* Work order: Count up the lines of the data below that contain the string "RemoteSection", then give only the total.
--- Material provided Enclosed Below ---
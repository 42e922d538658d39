//! Configuration file support for repolens.
//!
//! Loads settings from `~/.repolens/config.toml` with the following precedence:
//! CLI arguments > Environment variables > Synced credential store > Config file
//!
//! ## Configuration File Format
//!
//! ```toml
//! # ~/.repolens/config.toml
//!
//! [github]
//! token = "ghp_..."
//! api_base = "https://api.github.com"
//!
//! [llm]
//! api_key = "sk-..."
//! base_url = "https://api.openai.com/v1/"
//! model = "gpt-4o-mini"
//! timeout_ms = 120000
//!
//! [embeddings]
//! api_key = "sk-..."
//! model = "text-embedding-3-small"
//! timeout_ms = 45000
//!
//! [cache]
//! ttl_ms = 86400000
//!
//! [remote]
//! max_retries = 3
//! ```

use crate::env::{cache_ttl, config_file, env_max_retries, env_non_empty, env_u64};
use crate::store::{KeyValueStore, StoreScope};
use anyhow::{Context, Result};
use serde::Deserialize;
use std::path::Path;
use std::time::Duration;

/// Sync-scope key holding the GitHub token.
pub const CREDENTIAL_GITHUB_TOKEN: &str = "githubToken";
/// Sync-scope key holding the LLM API key.
pub const CREDENTIAL_LLM_KEY: &str = "llmApiKey";
/// Sync-scope key holding the embeddings API key.
pub const CREDENTIAL_EMBEDDINGS_KEY: &str = "embeddingsApiKey";

const DEFAULT_GITHUB_API_BASE: &str = "https://api.github.com";
const DEFAULT_OPENAI_BASE: &str = "https://api.openai.com/v1/";
const DEFAULT_LLM_MODEL: &str = "gpt-4o-mini";
const DEFAULT_EMBEDDINGS_MODEL: &str = "text-embedding-3-small";
const DEFAULT_LLM_TIMEOUT_MS: u64 = 120_000;
const DEFAULT_SEMANTIC_TIMEOUT_MS: u64 = 45_000;

/// Top-level configuration file structure.
#[derive(Debug, Default, Deserialize)]
pub struct Config {
    #[serde(default)]
    pub github: GitHubSection,
    #[serde(default)]
    pub llm: ApiSection,
    #[serde(default)]
    pub embeddings: ApiSection,
    #[serde(default)]
    pub cache: CacheSection,
    #[serde(default)]
    pub remote: RemoteSection,
}

#[derive(Debug, Default, Deserialize)]
pub struct GitHubSection {
    pub token: Option<String>,
    pub api_base: Option<String>,
}

#[derive(Debug, Default, Deserialize)]
pub struct ApiSection {
    pub api_key: Option<String>,
    pub base_url: Option<String>,
    pub model: Option<String>,
    pub timeout_ms: Option<u64>,
}

#[derive(Debug, Default, Deserialize)]
pub struct CacheSection {
    pub ttl_ms: Option<u64>,
}

#[derive(Debug, Default, Deserialize)]
pub struct RemoteSection {
    pub max_retries: Option<u32>,
}

/// Loads the configuration file if it exists.
///
/// Returns `Ok(None)` if the file doesn't exist.
/// Returns `Err` if the file exists but fails to parse.
pub fn load_config() -> Result<Option<Config>> {
    let Some(path) = config_file() else {
        return Ok(None);
    };
    load_config_from(&path)
}

/// Loads a configuration file from an explicit path.
pub fn load_config_from(path: &Path) -> Result<Option<Config>> {
    if !path.exists() {
        return Ok(None);
    }
    let content = std::fs::read_to_string(path)
        .with_context(|| format!("reading {}", path.display()))?;
    let config: Config =
        toml::from_str(&content).with_context(|| format!("parsing {}", path.display()))?;

    tracing::debug!(
        target: "repolens::config",
        path = %path.display(),
        "Loaded configuration file"
    );

    Ok(Some(config))
}

/// Endpoint settings for an HTTP API.
#[derive(Debug, Clone, PartialEq)]
pub struct ApiSettings {
    pub api_key: Option<String>,
    pub base_url: String,
    pub model: String,
    pub timeout: Duration,
}

/// Embedding endpoint plus the wall-clock budget for the semantic ranking pass.
#[derive(Debug, Clone, PartialEq)]
pub struct EmbeddingsSettings {
    pub api: ApiSettings,
    pub ranking_timeout: Duration,
}

/// Fully resolved runtime settings.
#[derive(Debug, Clone, PartialEq)]
pub struct Settings {
    pub github_token: Option<String>,
    pub github_api_base: String,
    pub llm: ApiSettings,
    pub embeddings: EmbeddingsSettings,
    pub cache_ttl: Duration,
    pub max_retries: u32,
}

fn pick(env_key: &str, stored: Option<String>, file: Option<&String>) -> Option<String> {
    env_non_empty(env_key)
        .or(stored)
        .or_else(|| file.map(|s| s.trim().to_string()).filter(|s| !s.is_empty()))
}

fn stored_credential(store: Option<&dyn KeyValueStore>, key: &str) -> Option<String> {
    let store = store?;
    match store.get_string(StoreScope::Sync, key) {
        Ok(value) => value,
        Err(e) => {
            tracing::debug!(
                target: "repolens::config",
                key,
                error = %e,
                "could not read stored credential"
            );
            None
        }
    }
}

impl Settings {
    /// Resolve settings from the environment, the sync-scope store and the config file.
    pub fn resolve(config: Option<&Config>, store: Option<&dyn KeyValueStore>) -> Self {
        let empty = Config::default();
        let config = config.unwrap_or(&empty);

        let github_token = pick(
            "GITHUB_TOKEN",
            stored_credential(store, CREDENTIAL_GITHUB_TOKEN),
            config.github.token.as_ref(),
        );
        let github_api_base = env_non_empty("GITHUB_API_BASE_URL")
            .or_else(|| config.github.api_base.clone())
            .unwrap_or_else(|| DEFAULT_GITHUB_API_BASE.to_string());

        let llm = ApiSettings {
            api_key: pick(
                "REPOLENS_LLM_API_KEY",
                stored_credential(store, CREDENTIAL_LLM_KEY),
                config.llm.api_key.as_ref(),
            ),
            base_url: env_non_empty("REPOLENS_LLM_BASE_URL")
                .or_else(|| config.llm.base_url.clone())
                .unwrap_or_else(|| DEFAULT_OPENAI_BASE.to_string()),
            model: env_non_empty("REPOLENS_LLM_MODEL")
                .or_else(|| config.llm.model.clone())
                .unwrap_or_else(|| DEFAULT_LLM_MODEL.to_string()),
            timeout: Duration::from_millis(
                env_u64("REPOLENS_LLM_TIMEOUT_MS")
                    .or(config.llm.timeout_ms)
                    .unwrap_or(DEFAULT_LLM_TIMEOUT_MS),
            ),
        };

        let embeddings_api = ApiSettings {
            api_key: pick(
                "REPOLENS_EMBEDDINGS_API_KEY",
                stored_credential(store, CREDENTIAL_EMBEDDINGS_KEY),
                config.embeddings.api_key.as_ref(),
            ),
            base_url: env_non_empty("REPOLENS_EMBEDDINGS_BASE_URL")
                .or_else(|| config.embeddings.base_url.clone())
                .unwrap_or_else(|| DEFAULT_OPENAI_BASE.to_string()),
            model: env_non_empty("REPOLENS_EMBEDDINGS_MODEL")
                .or_else(|| config.embeddings.model.clone())
                .unwrap_or_else(|| DEFAULT_EMBEDDINGS_MODEL.to_string()),
            timeout: Duration::from_millis(DEFAULT_LLM_TIMEOUT_MS),
        };
        let ranking_timeout = Duration::from_millis(
            env_u64("REPOLENS_SEMANTIC_TIMEOUT_MS")
                .or(config.embeddings.timeout_ms)
                .unwrap_or(DEFAULT_SEMANTIC_TIMEOUT_MS),
        );

        Self {
            github_token,
            github_api_base,
            llm,
            embeddings: EmbeddingsSettings {
                api: embeddings_api,
                ranking_timeout,
            },
            cache_ttl: cache_ttl(config.cache.ttl_ms),
            max_retries: env_max_retries(config.remote.max_retries),
        }
    }

    /// Load the config file (if any) and resolve against the given store.
    pub fn load(store: Option<&dyn KeyValueStore>) -> Result<Self> {
        let config = load_config()?;
        Ok(Self::resolve(config.as_ref(), store))
    }
}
--- End of Enclosed Material provided ---
* Problem solution: 2